March 14, 2026Architecture10 min read

How a Race Condition in Our Cron Job Sent 2.3 Million Duplicate Emails in One Night

Published March 14, 202610 min read

6:47 AM. Our support inbox had 4,800 unread tickets. Every single one was a variation on the same theme: "Why did I receive the same email 11 times?" By 7:15 AM SendGrid had suspended our account. By 8:00 AM our domain was on three major blacklists. The cause was a cron job running on two servers with no lock, and it had been that way for six months.

We hadn't noticed because most nights it didn't matter. The race window was around 200ms, just long enough to be catastrophic on a night when both servers happened to boot the job at exactly the same second. I'm going to walk through exactly how a simple job went from fine for six months to catastrophic in one night.
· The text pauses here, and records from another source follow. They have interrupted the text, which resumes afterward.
//! File-backed session holder.

use std::io::ErrorKind;
use std::path::{Path, PathBuf};

use async_trait::async_trait;
use tokio::fs;
use tokio::io::AsyncWriteExt;
use tracing::debug;

use super::{SessionError, SessionHolder};
use crate::credential::Credential;

/// Session holder that keeps the credential in a single file.
///
/// Point it at a session-scoped directory (such as `$XDG_RUNTIME_DIR`) so the
/// credential survives reruns but not a new login session. On Unix the file is
/// created readable by the owner only.
#[derive(Debug, Clone)]
pub struct FileSessionHolder {
    path: PathBuf,
}

impl FileSessionHolder {
    /// Create a holder for the given file path. Nothing is touched until the
    /// first `save`.
    #[must_use]
    pub fn new(path: impl Into<PathBuf>) -> Self {
        Self { path: path.into() }
    }

    /// Path of the session file.
    #[must_use]
    pub fn path(&self) -> &Path {
        &self.path
    }
}

#[async_trait]
impl SessionHolder for FileSessionHolder {
    async fn save(&self, credential: &Credential) -> Result<(), SessionError> {
        if let Some(parent) = self.path.parent() {
            fs::create_dir_all(parent).await?;
        }

        let mut options = fs::OpenOptions::new();
        options.write(true).create(true).truncate(true);
        #[cfg(unix)]
        options.mode(0o600);

        let mut file = options.open(&self.path).await?;
        file.write_all(credential.expose().as_bytes()).await?;
        file.sync_all().await?;

        debug!(path = %self.path.display(), "Session credential stored");
        Ok(())
    }

    async fn load(&self) -> Result<Option<Credential>, SessionError> {
        match fs::read_to_string(&self.path).await {
            Ok(contents) => {
                let credential = Credential::new(&contents);
                Ok((!credential.is_blank()).then_some(credential))
            }
            Err(e) if e.kind() == ErrorKind::NotFound => Ok(None),
            Err(e) => Err(e.into()),
        }
    }

    async fn clear(&self) -> Result<(), SessionError> {
        match fs::remove_file(&self.path).await {
            Ok(()) => {
                debug!(path = %self.path.display(), "Session credential cleared");
                Ok(())
            }
            Err(e) if e.kind() == ErrorKind::NotFound => Ok(()),
            Err(e) => Err(e.into()),
        }
    }
}

#[cfg(test)]
mod tests {
    use super::*;

    #[tokio::test]
    async fn test_missing_file_loads_none() {
        let dir = tempfile::tempdir().expect("tempdir");
        let holder = FileSessionHolder::new(dir.path().join("session"));

        assert!(holder.load().await.expect("load").is_none());
        holder.clear().await.expect("clearing a missing file succeeds");
    }

    #[tokio::test]
    async fn test_save_creates_parent_and_round_trips() {
        let dir = tempfile::tempdir().expect("tempdir");
        let holder = FileSessionHolder::new(dir.path().join("showreel").join("session"));

        holder.save(&Credential::new("ghp_abc123")).await.expect("save");
        let loaded = holder.load().await.expect("load").expect("credential stored");
        assert_eq!(loaded.expose(), "ghp_abc123");

        holder.clear().await.expect("clear");
        assert!(holder.load().await.expect("load").is_none());
        assert!(!holder.path().exists());
    }

    #[tokio::test]
    async fn test_blank_file_loads_none() {
        let dir = tempfile::tempdir().expect("tempdir");
        let path = dir.path().join("session");
        std::fs::write(&path, "  \n").expect("write");

        let holder = FileSessionHolder::new(path);
        assert!(holder.load().await.expect("load").is_none());
    }

    #[cfg(unix)]
    #[tokio::test]
    async fn test_session_file_is_owner_only() {
        use std::os::unix::fs::PermissionsExt;

        let dir = tempfile::tempdir().expect("tempdir");
        let holder = FileSessionHolder::new(dir.path().join("session"));
        holder.save(&Credential::new("ghp_abc123")).await.expect("save");

        let mode = std::fs::metadata(holder.path()).expect("metadata").permissions().mode();
        assert_eq!(mode & 0o777, 0o600);
    }
}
The architecture (such as it was)

Our platform sent a nightly email digest to around 210,000 active users, a summary of activity in their workspace over the previous 24 hours. The job was a Python Flask task running at 2:00 AM UTC via cron, querying Postgres for users with pending activity and firing off emails through SendGrid's batch API.

Six months earlier, we'd scaled our application tier from one server to two for redundancy. We added the cron job to both servers' crontabs because "if one goes down, the other keeps running." Correct in spirit. Catastrophic in practice. This is the bit where, in hindsight, any engineer with a scheduler background would have stopped and asked a question, and none of us did.

  THE SETUP (simplified)
  ─────────────────────────────────────────────────────
  
  Server A (cron)          Server B (cron)
       │                        │
       │    2:00:00 AM UTC       │
       ├───────────────────────►│  Both fire simultaneously
       │                        │
       ▼                        ▼
  SELECT users WHERE       SELECT users WHERE
  has_activity = true      has_activity = true
       │                        │
       │  ← Same 210,847 rows ──┤
       │                        │
       ▼                        ▼
  Send 210,847 emails      Send 210,847 emails
  
  Result: 421,694 emails sent (2x)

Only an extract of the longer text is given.